Copy all of the entries that follow, exactly.
__________________________________________________
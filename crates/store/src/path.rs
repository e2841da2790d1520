use std::fmt;

use glob::{MatchOptions, Pattern};
use serde::{Deserialize, Serialize};

const GLOB_CHARS: [char; 3] = ['*', '?', '['];

/// Normalized store path.
///
/// Stored without a leading slash; the root is the empty string. `.` segments
/// are dropped and `..` pops a segment (never above the root). Displays in
/// absolute POSIX form.
#[derive(Debug, Clone, Default, PartialEq, Eq, Hash, PartialOrd, Ord, Serialize, Deserialize)]
#[serde(transparent)]
pub struct LakePath(String);

impl LakePath {
    pub fn new(path: &str) -> Self {
        let mut parts: Vec<&str> = Vec::new();
        for part in path.split(['/', '\\']) {
            match part {
                "" | "." => {}
                ".." => {
                    parts.pop();
                }
                p => parts.push(p),
            }
        }
        Self(parts.join("/"))
    }

    pub fn root() -> Self {
        Self(String::new())
    }

    pub fn is_root(&self) -> bool {
        self.0.is_empty()
    }

    /// Path without a leading slash.
    pub fn as_str(&self) -> &str {
        &self.0
    }

    /// Path with a leading slash.
    pub fn as_posix(&self) -> String {
        format!("/{}", self.0)
    }

    /// Parent directory; the root is its own parent.
    pub fn parent(&self) -> LakePath {
        match self.0.rsplit_once('/') {
            Some((parent, _)) => Self(parent.to_string()),
            None => Self::root(),
        }
    }

    /// Final segment; empty for the root.
    pub fn name(&self) -> &str {
        self.0.rsplit_once('/').map_or(self.0.as_str(), |(_, name)| name)
    }

    pub fn join(&self, rel: &str) -> LakePath {
        if self.is_root() {
            Self::new(rel)
        } else {
            Self::new(&format!("{}/{}", self.0, rel))
        }
    }

    pub fn parts(&self) -> impl Iterator<Item = &str> {
        self.0.split('/').filter(|p| !p.is_empty())
    }

    pub fn is_glob(&self) -> bool {
        self.0.contains(GLOB_CHARS)
    }

    /// Longest leading run of segments free of wildcard characters.
    pub fn globless_prefix(&self) -> LakePath {
        let parts: Vec<&str> = self
            .parts()
            .take_while(|p| !p.contains(GLOB_CHARS))
            .collect();
        Self(parts.join("/"))
    }

    /// Whether this path matches `pattern` in full. Wildcards do not cross
    /// `/`. An invalid pattern matches nothing.
    pub fn matches(&self, pattern: &LakePath) -> bool {
        let options = MatchOptions {
            case_sensitive: true,
            require_literal_separator: true,
            require_literal_leading_dot: false,
        };
        Pattern::new(pattern.as_str())
            .map(|p| p.matches_with(self.as_str(), options))
            .unwrap_or(false)
    }

    pub fn starts_with(&self, base: &LakePath) -> bool {
        base.is_root() || self.0 == base.0 || self.0.starts_with(&format!("{}/", base.0))
    }

    /// Path of `self` relative to `base`, or `None` if it is not underneath.
    /// Equal paths give the empty string.
    pub fn relative_to(&self, base: &LakePath) -> Option<&str> {
        if !self.starts_with(base) {
            return None;
        }
        if base.is_root() {
            return Some(&self.0);
        }
        Some(self.0[base.0.len()..].trim_start_matches('/'))
    }
}

impl fmt::Display for LakePath {
    fn fmt(&self, f: &mut fmt::Formatter<'_>) -> fmt::Result {
        write!(f, "/{}", self.0)
    }
}

impl From<&str> for LakePath {
    fn from(s: &str) -> Self {
        Self::new(s)
    }
}

impl From<String> for LakePath {
    fn from(s: String) -> Self {
        Self::new(&s)
    }
}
__________________________________________________
▸ **Output of the task**:
filename crates/store/src/path.rs
repository e2841da2790d1520
use std::fmt;

use glob::{MatchOptions, Pattern};
use serde::{Deserialize, Serialize};

const GLOB_CHARS: [char; 3] = ['*', '?', '['];

/// Normalized store path.
///
/// Stored without a leading slash; the root is the empty string. `.` segments
/// are dropped and `..` pops a segment (never above the root). Displays in
/// absolute POSIX form.
#[derive(Debug, Clone, Default, PartialEq, Eq, Hash, PartialOrd, Ord, Serialize, Deserialize)]
#[serde(transparent)]
pub struct LakePath(String);

impl LakePath {
    pub fn new(path: &str) -> Self {
        let mut parts: Vec<&str> = Vec::new();
        for part in path.split(['/', '\\']) {
            match part {
                "" | "." => {}
                ".." => {
                    parts.pop();
                }
                p => parts.push(p),
            }
        }
        Self(parts.join("/"))
    }

    pub fn root() -> Self {
        Self(String::new())
    }

    pub fn is_root(&self) -> bool {
        self.0.is_empty()
    }

    /// Path without a leading slash.
    pub fn as_str(&self) -> &str {
        &self.0
    }

    /// Path with a leading slash.
    pub fn as_posix(&self) -> String {
        format!("/{}", self.0)
    }

    /// Parent directory; the root is its own parent.
    pub fn parent(&self) -> LakePath {
        match self.0.rsplit_once('/') {
            Some((parent, _)) => Self(parent.to_string()),
            None => Self::root(),
        }
    }

    /// Final segment; empty for the root.
    pub fn name(&self) -> &str {
        self.0.rsplit_once('/').map_or(self.0.as_str(), |(_, name)| name)
    }

    pub fn join(&self, rel: &str) -> LakePath {
        if self.is_root() {
            Self::new(rel)
        } else {
            Self::new(&format!("{}/{}", self.0, rel))
        }
    }

    pub fn parts(&self) -> impl Iterator<Item = &str> {
        self.0.split('/').filter(|p| !p.is_empty())
    }

    pub fn is_glob(&self) -> bool {
        self.0.contains(GLOB_CHARS)
    }

    /// Longest leading run of segments free of wildcard characters.
    pub fn globless_prefix(&self) -> LakePath {
        let parts: Vec<&str> = self
            .parts()
            .take_while(|p| !p.contains(GLOB_CHARS))
            .collect();
        Self(parts.join("/"))
    }

    /// Whether this path matches `pattern` in full. Wildcards do not cross
    /// `/`. An invalid pattern matches nothing.
    pub fn matches(&self, pattern: &LakePath) -> bool {
        let options = MatchOptions {
            case_sensitive: true,
            require_literal_separator: true,
            require_literal_leading_dot: false,
        };
        Pattern::new(pattern.as_str())
            .map(|p| p.matches_with(self.as_str(), options))
            .unwrap_or(false)
    }

    pub fn starts_with(&self, base: &LakePath) -> bool {
        base.is_root() || self.0 == base.0 || self.0.starts_with(&format!("{}/", base.0))
    }

    /// Path of `self` relative to `base`, or `None` if it is not underneath.
    /// Equal paths give the empty string.
    pub fn relative_to(&self, base: &LakePath) -> Option<&str> {
        if !self.starts_with(base) {
            return None;
        }
        if base.is_root() {
            return Some(&self.0);
        }
        Some(self.0[base.0.len()..].trim_start_matches('/'))
    }
}

impl fmt::Display for LakePath {
    fn fmt(&self, f: &mut fmt::Formatter<'_>) -> fmt::Result {
        write!(f, "/{}", self.0)
    }
}

impl From<&str> for LakePath {
    fn from(s: &str) -> Self {
        Self::new(s)
    }
}

impl From<String> for LakePath {
    fn from(s: String) -> Self {
        Self::new(&s)
    }
}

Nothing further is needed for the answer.